Archived Story

A home away from home

Published 11:53am Friday, September 3, 2010

Denny Grosse, co-owner of Featherbone Restaurant and Lounge, says a successful eatery should be one that "feels like home." Photo by Katie Johnson


Venturing off the beaten path — or in this case, the Lake Michigan shore — can take you to some impressive places you may not have known existed.

The village of Three Oaks and the Featherbone Restaurant and Lounge are no exception.

A tiny town known for its historic Acorn and Vicker’s theaters, music and art community, Three Oaks became a boomtown in the 1880s when local entrepreneur Edward K. Warren (Warren Dunes’ namesake) found a way to make turkey bones one of the most sought-after materials of its time. He obtained a patent to use turkey bones in women’s corsets — a more efficient alternative to whale bone. The Warren Featherbone Co., which had once employed hundreds of people, closed by the mid-1900s and is now home to loft condos and retail space.

When the Featherbone Restaurant opened 15 years ago, the Featherbone name, synonymous with Three Oaks, seemed like a perfect fit.

“We wanted to make this bar, this restaurant, part of the community,” explained Denny Grosse, who co-owns the U.S. Highway 12 eatery with his daughter, Jodie Haughey. The business venture began when four owners purchased the former Carpenter’s Restaurant and renovated it. Haughey’s then-husband was a chef, and helped develop a menu.

“We’ve done a lot over the 15 years,” said Grosse, who also works at an insurance agency next door. “We want to be part of what’s happening in Three Oaks with the arts and music.”

The Featherbone boasts a casual atmosphere with booths, a polished-wood bar, darts, big-screen TVs and expansive outdoor seating, including another bar and stage which hosts live music acts year-round.

Grosse, however, avoids using the term “sports bar” to describe his business.

“We are a restaurant you can come to and watch a game,” he said. “We kind of walk a fine line with what you call a sports restaurant and a fine dining restaurant.”

The menu includes bar fare appetizers like nachos, potato skins and quesadillas. Salads, priced at $9.99 or less, include a steak portabella salad and crispy ranch chicken salad. Sandwiches, served with fries, range from a prime rib sandwich to the Italian beef dip to the blackened grouper sandwich.

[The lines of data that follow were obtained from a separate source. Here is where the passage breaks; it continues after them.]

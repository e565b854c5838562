use super::geometry::pie_slices;
use leptos::prelude::*;

const SIZE: f64 = 220.0;

#[component]
pub fn PieChart(
    #[prop(into)] labels: Signal<Vec<String>>,
    #[prop(into)] values: Signal<Vec<i64>>,
) -> impl IntoView {
    let slices = move || {
        let labels = labels.get();
        let values = values.get();
        // сектора нулевых значений пропущены, подписи сопоставляются по исходному индексу
        let named: Vec<String> = values
            .iter()
            .zip(labels.iter())
            .filter(|(v, _)| **v > 0)
            .map(|(_, l)| l.clone())
            .collect();
        pie_slices(&values, SIZE / 2.0, SIZE / 2.0, SIZE / 2.0 - 4.0)
            .into_iter()
            .zip(named)
            .collect::<Vec<_>>()
    };

    view! {
        <div class="chart chart--pie">
            <svg viewBox=format!("0 0 {} {}", SIZE, SIZE) width=SIZE.to_string() height=SIZE.to_string()>
                {move || {
                    slices()
                        .into_iter()
                        .map(|(slice, label)| {
                            let tooltip = format!("{}: {} ({:.1}%)", label, slice.value, slice.percent);
                            view! {
                                <path d=slice.path fill=slice.color stroke="#fff" stroke-width="1">
                                    <title>{tooltip}</title>
                                </path>
                            }
                        })
                        .collect_view()
                }}
            </svg>
            <ul class="chart-legend">
                {move || {
                    slices()
                        .into_iter()
                        .map(|(slice, label)| {
                            view! {
                                <li>
                                    <span class="chart-legend__swatch" style:background-color=slice.color></span>
                                    <span>{label}</span>
                                    <strong>{slice.value.to_string()}</strong>
                                </li>
                            }
                        })
                        .collect_view()
                }}
            </ul>
        </div>
    }
}
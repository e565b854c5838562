//! Валидаторы полей формы тикета
//!
//! Сообщения: на испанском, их видит оператор.

use thiserror::Error;

/// Результат проверки одного поля: `Err` несёт сообщение для пользователя
pub type FieldCheck = Result<(), String>;

pub const DOCUMENT_MIN_DIGITS: usize = 5;
pub const DOCUMENT_MAX_LEN: usize = 15;
pub const IMEI_MAX_LEN: usize = 15;
pub const PHONE_MIN_DIGITS: usize = 7;

pub fn validate_required(value: &str, message: &str) -> FieldCheck {
    if value.trim().is_empty() {
        Err(message.to_string())
    } else {
        Ok(())
    }
}

pub fn validate_document(value: &str) -> FieldCheck {
    let value = value.trim();
    if value.is_empty() {
        return Err("El documento del cliente es obligatorio".into());
    }
    let digits = value.chars().filter(|c| c.is_ascii_digit()).count();
    if digits < DOCUMENT_MIN_DIGITS {
        return Err(format!(
            "El documento debe tener al menos {} dígitos",
            DOCUMENT_MIN_DIGITS
        ));
    }
    if value.chars().count() > DOCUMENT_MAX_LEN {
        return Err(format!(
            "El documento no puede tener más de {} caracteres",
            DOCUMENT_MAX_LEN
        ));
    }
    Ok(())
}

pub fn validate_imei(value: &str) -> FieldCheck {
    let value = value.trim();
    if value.is_empty() {
        return Err("El IMEI/Serial es obligatorio".into());
    }
    if !value.chars().all(|c| c.is_ascii_alphanumeric()) {
        return Err("El IMEI/Serial solo puede contener números y letras".into());
    }
    if value.chars().count() > IMEI_MAX_LEN {
        return Err(format!(
            "El IMEI/Serial no puede tener más de {} caracteres",
            IMEI_MAX_LEN
        ));
    }
    Ok(())
}

/// Телефон: цифры, пробелы, `-`, `(`, `)` и не меньше 7 цифр
pub fn is_valid_phone(value: &str) -> bool {
    let value = value.trim();
    !value.is_empty()
        && value
            .chars()
            .all(|c| c.is_ascii_digit() || c.is_whitespace() || matches!(c, '-' | '(' | ')'))
        && value.chars().filter(|c| c.is_ascii_digit()).count() >= PHONE_MIN_DIGITS
}

pub fn validate_phone(value: &str) -> FieldCheck {
    if is_valid_phone(value) {
        Ok(())
    } else {
        Err("Ingrese un número de teléfono válido".into())
    }
}

/// `local@domain.tld` без пробелов и с одним `@`
pub fn is_valid_email(value: &str) -> bool {
    let value = value.trim();
    if value.chars().any(char::is_whitespace) {
        return false;
    }
    let Some((local, domain)) = value.split_once('@') else {
        return false;
    };
    if local.is_empty() || domain.contains('@') {
        return false;
    }
    let len = domain.len();
    domain
        .char_indices()
        .any(|(i, c)| c == '.' && i > 0 && i + 1 < len)
}

pub fn validate_email(value: &str) -> FieldCheck {
    if is_valid_email(value) {
        Ok(())
    } else {
        Err("Ingrese un correo electrónico válido".into())
    }
}

/// Неформатированная сумма должна быть не меньше `min`
pub fn validate_amount(value: &str, min: i64, message: &str) -> FieldCheck {
    if value.trim().is_empty() || super::number_format::unformat(value) < min {
        Err(message.to_string())
    } else {
        Ok(())
    }
}

/// Поля формы редактирования с живой валидацией
#[derive(Debug, Clone, Copy, PartialEq, Eq, Hash)]
pub enum TicketField {
    ClientNames,
    ClientLastnames,
    Document,
    Phone,
    Mail,
    Imei,
    ServiceValue,
}

impl TicketField {
    pub const ALL: [TicketField; 7] = [
        TicketField::ClientNames,
        TicketField::ClientLastnames,
        TicketField::Document,
        TicketField::Phone,
        TicketField::Mail,
        TicketField::Imei,
        TicketField::ServiceValue,
    ];

    /// Имя поля в форме (и id элемента)
    pub fn name(&self) -> &'static str {
        match self {
            TicketField::ClientNames => "client_names",
            TicketField::ClientLastnames => "client_lastnames",
            TicketField::Document => "document",
            TicketField::Phone => "phone",
            TicketField::Mail => "mail",
            TicketField::Imei => "IMEI",
            TicketField::ServiceValue => "service_value",
        }
    }

    pub fn check(&self, raw: &str) -> FieldCheck {
        match self {
            TicketField::ClientNames => {
                validate_required(raw, "El nombre del cliente es obligatorio")
            }
            TicketField::ClientLastnames => Ok(()),
            TicketField::Document => validate_document(raw),
            // необязательный телефон: пустое значение не проверяется
            TicketField::Phone if raw.trim().is_empty() => Ok(()),
            TicketField::Phone => validate_phone(raw),
            TicketField::Mail => validate_email(raw),
            TicketField::Imei => validate_imei(raw),
            TicketField::ServiceValue => validate_amount(
                raw,
                0,
                "El valor del servicio debe ser un número positivo",
            ),
        }
    }
}

/// Метаданные выбранного файла (из `web_sys::File`)
#[derive(Debug, Clone, PartialEq, Eq)]
pub struct AttachmentMeta {
    pub name: String,
    pub mime: String,
    pub size_bytes: u64,
}

impl AttachmentMeta {
    pub fn is_image(&self) -> bool {
        self.mime.starts_with("image/")
    }
}

pub const MAX_ATTACHMENTS: usize = 5;
pub const MAX_ATTACHMENT_MB: u64 = 5;

#[derive(Debug, Clone, PartialEq, Eq, Error)]
pub enum AttachmentError {
    #[error("Máximo {max} archivos permitidos")]
    TooMany { max: usize },
    #[error("El archivo \"{name}\" no es una imagen válida")]
    NotImage { name: String },
    #[error("El archivo \"{name}\" excede el tamaño máximo de {max_mb}MB")]
    TooLarge { name: String, max_mb: u64 },
}

/// Проверка набора вложений; первая найденная ошибка прерывает проверку
pub fn validate_attachments(
    files: &[AttachmentMeta],
    max_files: usize,
    max_size_mb: u64,
) -> Result<(), AttachmentError> {
    if files.len() > max_files {
        return Err(AttachmentError::TooMany { max: max_files });
    }
    let max_bytes = max_size_mb * 1024 * 1024;
    for file in files {
        if !file.is_image() {
            return Err(AttachmentError::NotImage {
                name: file.name.clone(),
            });
        }
        if file.size_bytes > max_bytes {
            return Err(AttachmentError::TooLarge {
                name: file.name.clone(),
                max_mb: max_size_mb,
            });
        }
    }
    Ok(())
}

#[cfg(test)]
mod tests {
    use super::*;

    #[test]
    fn test_document() {
        assert!(validate_document("1234567890").is_ok());
        assert_eq!(
            validate_document("  "),
            Err("El documento del cliente es obligatorio".to_string())
        );
        assert_eq!(
            validate_document("12-34"),
            Err("El documento debe tener al menos 5 dígitos".to_string())
        );
        assert_eq!(
            validate_document("1234567890123456"),
            Err("El documento no puede tener más de 15 caracteres".to_string())
        );
    }

    #[test]
    fn test_imei() {
        assert!(validate_imei("35209900176148A").is_ok());
        assert!(validate_imei("").is_err());
        assert_eq!(
            validate_imei("3520-99"),
            Err("El IMEI/Serial solo puede contener números y letras".to_string())
        );
        assert!(validate_imei("1234567890123456").is_err());
    }

    #[test]
    fn test_phone() {
        assert!(is_valid_phone("(601) 555-1234"));
        assert!(is_valid_phone("3001234567"));
        assert!(!is_valid_phone("555-12"));
        assert!(!is_valid_phone("+57 3001234567"));
        assert!(!is_valid_phone(""));
    }

    #[test]
    fn test_email() {
        assert!(is_valid_email("cliente@correo.com"));
        assert!(is_valid_email("a@b.c.d"));
        assert!(!is_valid_email("cliente@correo"));
        assert!(!is_valid_email("cliente correo@x.com"));
        assert!(!is_valid_email("@x.com"));
        assert!(!is_valid_email("a@@x.com"));
        assert!(!is_valid_email("a@x."));
    }

    #[test]
    fn test_ticket_fields() {
        assert!(TicketField::ClientNames.check("").is_err());
        assert!(TicketField::ClientLastnames.check("").is_ok());
        assert!(TicketField::Phone.check("").is_ok());
        assert!(TicketField::Phone.check("12").is_err());
        assert!(TicketField::Mail.check("").is_err());
        assert!(TicketField::ServiceValue.check("15.000").is_ok());
        assert!(TicketField::ServiceValue.check("0").is_ok());
        assert!(TicketField::ServiceValue.check("").is_err());
        assert!(TicketField::ServiceValue.check("-5").is_err());
    }

    fn file(name: &str, mime: &str, size_bytes: u64) -> AttachmentMeta {
        AttachmentMeta {
            name: name.into(),
            mime: mime.into(),
            size_bytes,
        }
    }

    #[test]
    fn test_attachments() {
        let ok = vec![file("a.jpg", "image/jpeg", 1024), file("b.png", "image/png", 2048)];
        assert!(validate_attachments(&ok, MAX_ATTACHMENTS, MAX_ATTACHMENT_MB).is_ok());

        let too_many: Vec<_> = (0..6).map(|i| file(&format!("{i}.jpg"), "image/jpeg", 1)).collect();
        assert_eq!(
            validate_attachments(&too_many, 5, 5),
            Err(AttachmentError::TooMany { max: 5 })
        );

        let pdf = vec![file("doc.pdf", "application/pdf", 10)];
        let err = validate_attachments(&pdf, 5, 5).unwrap_err();
        assert_eq!(err.to_string(), "El archivo \"doc.pdf\" no es una imagen válida");

        let big = vec![file("big.jpg", "image/jpeg", 6 * 1024 * 1024)];
        assert!(matches!(
            validate_attachments(&big, 5, 5),
            Err(AttachmentError::TooLarge { .. })
        ));
    }
}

The signature Featherbone Burger is a half-pound of ground beef grilled to order, served on a toasted pretzel roll with toppings and priced at $6.99. The dinner menu offers steak, fish and pasta.

“We try to keep our prices moderate,” he said. Grosse said his customers have shown interest in spicy menu items, like the Cajun chicken sandwich and the jalapeno chicken wrap.

“Our ribs from the beginning here have always been popular because they are made with a watermelon barbecue sauce,” Grosse said. The Featherbone also recently added a 2stone pizza oven, which cooks pies in two minutes, similar to a brick oven.

The Featherbone has seen an upswing in customers who came to the area to visit Four Winds Casino; the restaurant is four miles from its back door.

“The (Four Winds) casino has had a big impact here,” Grosse said. “(Highway) 12 has become extremely busy. We can always tell if they won or lost by the food they order.”

It now can also claim a small moment of fame — the Featherbone was featured in a horror movie, “Cyrus (Mind of a Serial Killer),” filmed in the area. Watch a trailer of “Cyrus (Mind of a Serial Killer)” at

But despite its brush with stardom, the Featherbone is really a laid-back restaurant with a small-town feel and upscale taste.

“You like a place that’s comfortable; you like a place that’s friendly,” Grosse said. “It’s like you’re at home.”